Ora, come a Novellara, ci si è interrogati se è giusto andare in questa direzione. Non ci sono alternative: è la risposta. Contando sulla negoziazione che va oltre alla democrazia.
Fabio Storchi, antesignano della negoziazione, quella reale, è riuscito, coinvolgendo le parti, a portare a casa il contratto per eccellenza, quello dei metalmeccanici.

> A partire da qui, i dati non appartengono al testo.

use std::fs;
use std::path::Path;

use pacman_game::{
    parse_level, Game, Level, LevelDirectory, LevelList, LevelSource, Outcome, Phase, PlayError,
    Pos,
};
use rstest::rstest;

const ONE_FRUIT: &str = "\
# board
...
.F.
...
# elements
pacman,0,0
# fruits
F,cherry,10
# properties
";

/// A corridor on the top row; the fruit in the corner is out of reach so the
/// level never completes.
const CORRIDOR: &str = "\
# board
.....
wwwww
wwwww
wwwww
wwwwF
# elements
pacman,0,0
blinky,4,0
# fruits
F,cherry,10
o,supergum,50
# properties
power.duration=5
ghost.bonus=200
";

fn level(text: &str) -> Level {
    parse_level(text).unwrap()
}

fn game(levels: &[&str]) -> Game<LevelList> {
    Game::new(LevelList::new(levels.iter().map(|text| level(text))))
}

#[test]
fn eating_the_only_fruit_finishes_the_level() {
    let mut game = game(&[ONE_FRUIT]);

    assert_eq!(game.play(1, 0), Ok(Outcome::Moved));
    assert!(game.cell(1, 0).has_player());
    assert_eq!(game.cell(1, 1).fruit(), Some("cherry"));

    assert_eq!(game.play(0, 1), Ok(Outcome::AllLevelsComplete));
    assert_eq!(game.score().points(), 10);
    assert_eq!(game.score().level(), 2);
    assert!(game.is_finished());
    assert_eq!(game.play(0, 1), Err(PlayError::Finished));
}

#[test]
fn next_level_starts_from_its_own_elements() {
    let second = "# b\n....\n....\n..F.\n....\n# e\npacman,3,3\nblinky,0,0\n# f\nF,apple,5\n# p\n";
    let mut game = game(&[ONE_FRUIT, second]);

    game.play(1, 0).unwrap();
    assert_eq!(game.play(0, 1), Ok(Outcome::LevelComplete));

    assert_eq!(game.phase(), Phase::Playing);
    assert_eq!(game.score().level(), 2);
    assert_eq!(game.score().points(), 10);
    assert_eq!(game.score().lives(), 3);
    assert_eq!(game.size(), 4);
    assert_eq!(game.board().player(), Some(Pos::new(3, 3)));
    assert_eq!(game.cell(0, 0).ghost(), Some("blinky"));
    assert_eq!(game.cell(2, 2).fruit(), Some("apple"));
}

#[rstest]
#[case::off_the_left_edge(0, 0, -1, 0)]
#[case::off_the_top_edge(0, 0, 0, -1)]
#[case::off_the_right_edge(2, 2, 1, 0)]
#[case::off_the_bottom_edge(2, 2, 0, 1)]
#[case::into_a_wall(1, 0, 0, 1)]
fn blocked_moves_leave_the_player_in_place(
    #[case] x: usize,
    #[case] y: usize,
    #[case] dx: i32,
    #[case] dy: i32,
) {
    let text = format!(
        "# b\n...\n.w.\n..F\n# e\npacman,{x},{y}\n# f\nF,cherry,10\no,plum,20\n# p\n"
    );
    let mut game = game(&[text.as_str()]);
    assert_eq!(game.play(dx, dy), Ok(Outcome::Moved));
    assert_eq!(game.board().player(), Some(Pos::new(x, y)));
    assert_eq!(game.score().points(), 0);
}

#[test]
fn fruit_under_a_standing_player_stays() {
    let mut game = game(&["# b\n..\n.F\n# e\npacman,1,1\n# f\nF,cherry,10\n# p\n"]);
    assert_eq!(game.play(0, 0), Ok(Outcome::Moved));
    assert_eq!(game.score().points(), 0);
    assert_eq!(game.cell(1, 1).fruit(), Some("cherry"));

    game.play(-1, 0).unwrap();
    assert_eq!(game.play(1, 0), Ok(Outcome::AllLevelsComplete));
    assert_eq!(game.score().points(), 10);
}

#[test]
fn ghost_collision_costs_one_life_and_resets() {
    let mut game = game(&[CORRIDOR]);

    // blinky walks from (4,0) to (3,0), then meets the player on (2,0).
    assert_eq!(game.play(1, 0), Ok(Outcome::Moved));
    assert_eq!(game.cell(3, 0).ghost(), Some("blinky"));
    assert_eq!(game.play(1, 0), Ok(Outcome::LifeLost));

    assert_eq!(game.score().lives(), 2);
    assert_eq!(game.board().player(), Some(Pos::new(0, 0)));
    assert_eq!(game.board().ghosts()["blinky"], Pos::new(4, 0));
    assert_eq!(game.phase(), Phase::Playing);
}

#[test]
fn losing_the_last_life_ends_the_game() {
    let mut game = game(&[CORRIDOR]);
    let mut outcomes = Vec::new();
    for _ in 0..3 {
        game.play(1, 0).unwrap();
        outcomes.push(game.play(1, 0).unwrap());
    }
    assert_eq!(
        outcomes,
        vec![Outcome::LifeLost, Outcome::LifeLost, Outcome::GameOver]
    );
    assert_eq!(game.score().lives(), 0);
    assert_eq!(game.phase(), Phase::GameOver);
    assert!(game.is_finished());
    assert_eq!(game.play(0, 0), Err(PlayError::Finished));
}

#[test]
fn walking_into_a_ghost_is_a_collision() {
    let text = "# b\n...\nwww\nwwF\n# e\npacman,0,0\ninky,1,0\n# f\nF,cherry,10\n# p\n";
    let mut game = game(&[text]);
    assert_eq!(game.play(1, 0), Ok(Outcome::LifeLost));
    assert_eq!(game.score().lives(), 2);
}

#[test]
fn ghost_leaving_a_standing_player_is_no_collision() {
    let text = "# b\n...\nwww\nwwF\n# e\npacman,0,0\nblinky,0,0\n# f\nF,cherry,10\n# p\n";
    let mut game = game(&[text]);

    assert_eq!(game.play(0, 0), Ok(Outcome::Moved));
    assert_eq!(game.score().lives(), 3);
    assert_eq!(game.board().ghosts()["blinky"], Pos::new(1, 0));

    // Coming back onto the player still counts.
    assert_eq!(game.play(0, 0), Ok(Outcome::LifeLost));
    assert_eq!(game.score().lives(), 2);
}

#[test]
fn ghost_sent_home_under_the_player_is_caught_once() {
    let text = CORRIDOR
        .replace(".....", ".o...")
        .replace("blinky,4,0", "blinky,3,0")
        .replace("power.duration=5", "power.duration=20");
    let mut game = game(&[text.as_str()]);

    game.play(1, 0).unwrap();
    game.play(1, 0).unwrap();
    assert_eq!(game.board().ghosts()["blinky"], Pos::new(3, 0));

    // Walking into the ghost catches it and sends it home, which is the
    // player's own cell.
    assert_eq!(game.play(1, 0), Ok(Outcome::Moved));
    assert_eq!(game.score().points(), 250);
    assert_eq!(game.board().ghosts()["blinky"], Pos::new(3, 0));

    // It runs off while the player stands still.
    assert_eq!(game.play(0, 0), Ok(Outcome::Moved));
    assert_eq!(game.score().points(), 250);
    assert_ne!(game.board().ghosts()["blinky"], Pos::new(3, 0));
    assert_eq!(game.score().lives(), 3);
}

/// Two ghosts in dead ends on either side of the cell above the player, so
/// both have to step onto it.
#[rstest]
#[case::without_power("w...w", Outcome::LifeLost, 2, 0)]
#[case::with_power("w.o.w", Outcome::Moved, 3, 450)]
fn two_ghosts_on_the_player_in_one_step(
    #[case] top_row: &str,
    #[case] outcome: Outcome,
    #[case] lives: u32,
    #[case] points: u64,
) {
    let text = format!(
        "# b\n{top_row}\nww.ww\nww.ww\nwwwww\nwwwwF\n# e\npacman,2,1\nblinky,1,0\npinky,3,0\n\
         # f\nF,cherry,10\no,supergum,50\n# p\npower.duration=10\nghost.bonus=200\n"
    );
    let mut game = game(&[text.as_str()]);

    assert_eq!(game.play(0, -1), Ok(outcome));
    assert_eq!(game.score().lives(), lives);
    assert_eq!(game.score().points(), points);
    assert_eq!(game.board().ghosts()["blinky"], Pos::new(1, 0));
    assert_eq!(game.board().ghosts()["pinky"], Pos::new(3, 0));
}

#[test]
fn power_fruit_turns_the_chase_around() {
    let text = CORRIDOR.replace(".....", ".o...");
    let mut game = game(&[text.as_str()]);

    // Eat the power fruit; the power is counted down once in the same step.
    assert_eq!(game.play(1, 0), Ok(Outcome::Moved));
    assert_eq!(game.score().points(), 50);
    assert!(game.has_super_power());
    assert_eq!(game.power_remaining(), 4);
    assert_eq!(game.board().ghosts()["blinky"], Pos::new(3, 0));

    // The frightened ghost backs off to the end of the corridor.
    game.play(1, 0).unwrap();
    assert_eq!(game.board().ghosts()["blinky"], Pos::new(4, 0));

    // Cornered, it has to come forward and gets caught.
    assert_eq!(game.play(1, 0), Ok(Outcome::Moved));
    assert_eq!(game.score().points(), 250);
    assert_eq!(game.score().lives(), 3);
    assert_eq!(game.board().ghosts()["blinky"], Pos::new(4, 0));
    assert_eq!(game.power_remaining(), 2);

    // Walk away until the power runs out, then the ghost hunts again.
    game.play(0, 0).unwrap();
    game.play(-1, 0).unwrap();
    assert!(!game.has_super_power());
    assert_eq!(game.play(0, 0), Ok(Outcome::LifeLost));
    assert_eq!(game.score().lives(), 2);
    assert!(game.score().points() >= 250);
}

#[test]
fn corrupt_level_in_the_middle_becomes_an_empty_level() {
    let dir = tempfile::tempdir().unwrap();
    fs::write(dir.path().join("level1"), ONE_FRUIT).unwrap();
    fs::write(dir.path().join("level2"), "# b\n..\n.\n").unwrap();
    fs::write(dir.path().join("level3"), ONE_FRUIT).unwrap();

    let mut source = LevelDirectory::new(dir.path());
    assert_eq!(source.next_level().map(|l| l.size()), Some(3));
    assert_eq!(source.next_level(), Some(Level::empty()));
    assert_eq!(source.next_level().map(|l| l.size()), Some(3));
}

#[test]
fn corrupt_last_level_ends_the_session() {
    let dir = tempfile::tempdir().unwrap();
    fs::write(dir.path().join("level1"), ONE_FRUIT).unwrap();
    fs::write(dir.path().join("level2"), "# b\nfruit,x,y\n").unwrap();

    let mut game = Game::new(LevelDirectory::new(dir.path()));
    game.play(1, 0).unwrap();
    assert_eq!(game.play(0, 1), Ok(Outcome::AllLevelsComplete));
    assert!(game.is_finished());
}

#[test]
fn empty_fallback_level_is_skipped_on_the_next_step() {
    let mut game = Game::new(LevelList::new([
        level(ONE_FRUIT),
        Level::empty(),
        level(ONE_FRUIT),
    ]));
    game.play(1, 0).unwrap();
    assert_eq!(game.play(0, 1), Ok(Outcome::LevelComplete));
    assert_eq!(game.size(), 0);
    assert_eq!(game.play(0, 0), Ok(Outcome::LevelComplete));
    assert_eq!(game.score().level(), 3);
    assert_eq!(game.size(), 3);
}

#[test]
fn ghosts_stay_on_the_floor_and_replays_match() {
    let dir = Path::new(env!("CARGO_MANIFEST_DIR")).join("levels");
    let moves = [(1, 0), (0, 1), (-1, 0), (0, -1), (0, 0)];

    let run = || {
        let mut game = Game::new(LevelDirectory::new(&dir));
        let mut trace = Vec::new();
        for i in 0..300 {
            let (dx, dy) = moves[(i / 7) % moves.len()];
            if game.play(dx, dy).is_err() {
                break;
            }
            let size = game.size();
            for pos in game.board().ghosts().values().chain(game.board().player().iter()) {
                assert!(pos.x < size && pos.y < size, "{pos} is off the board");
                assert!(!game.level().is_wall(*pos), "{pos} is a wall");
            }
            trace.push((game.board().clone(), game.score().clone()));
        }
        trace
    };

    assert_eq!(run(), run());
}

‘In passato, come oggi, più che mai, vale un concetto: fare insieme. Così come con la tecnologia. Con al centro l’uomo, la sua mente, le sue mani, per un mondo sempre in progresso. In miglioramento’. Le parole di chi, ha operato con negoziazione, scambio e reciprocità, per il bene comune. Questa è la vera essenza del fare insieme, questo è l’umanesimo industriale. Non lasciare indietro nessuno. Con una intromissione nel transumanesimo che, altro non vuole dire, che la collaborazione della tecnologia, intesa come sviluppo digitale, applicazione dell’intelligenza artificiale all’umamensimo – soprattutto nel campo della medicina e della salute – nella vita quotidiana, di tutti noi che, da qui innanzi, non potrà che essere migliore.
‘Proprio l’umanesimo industriale fa dei suoi concetti principali il bene comune. L’aiutare l’altro. La tecnologia ci consentirà di non lasciare indietro più nessuno’ ha concluso Storchi.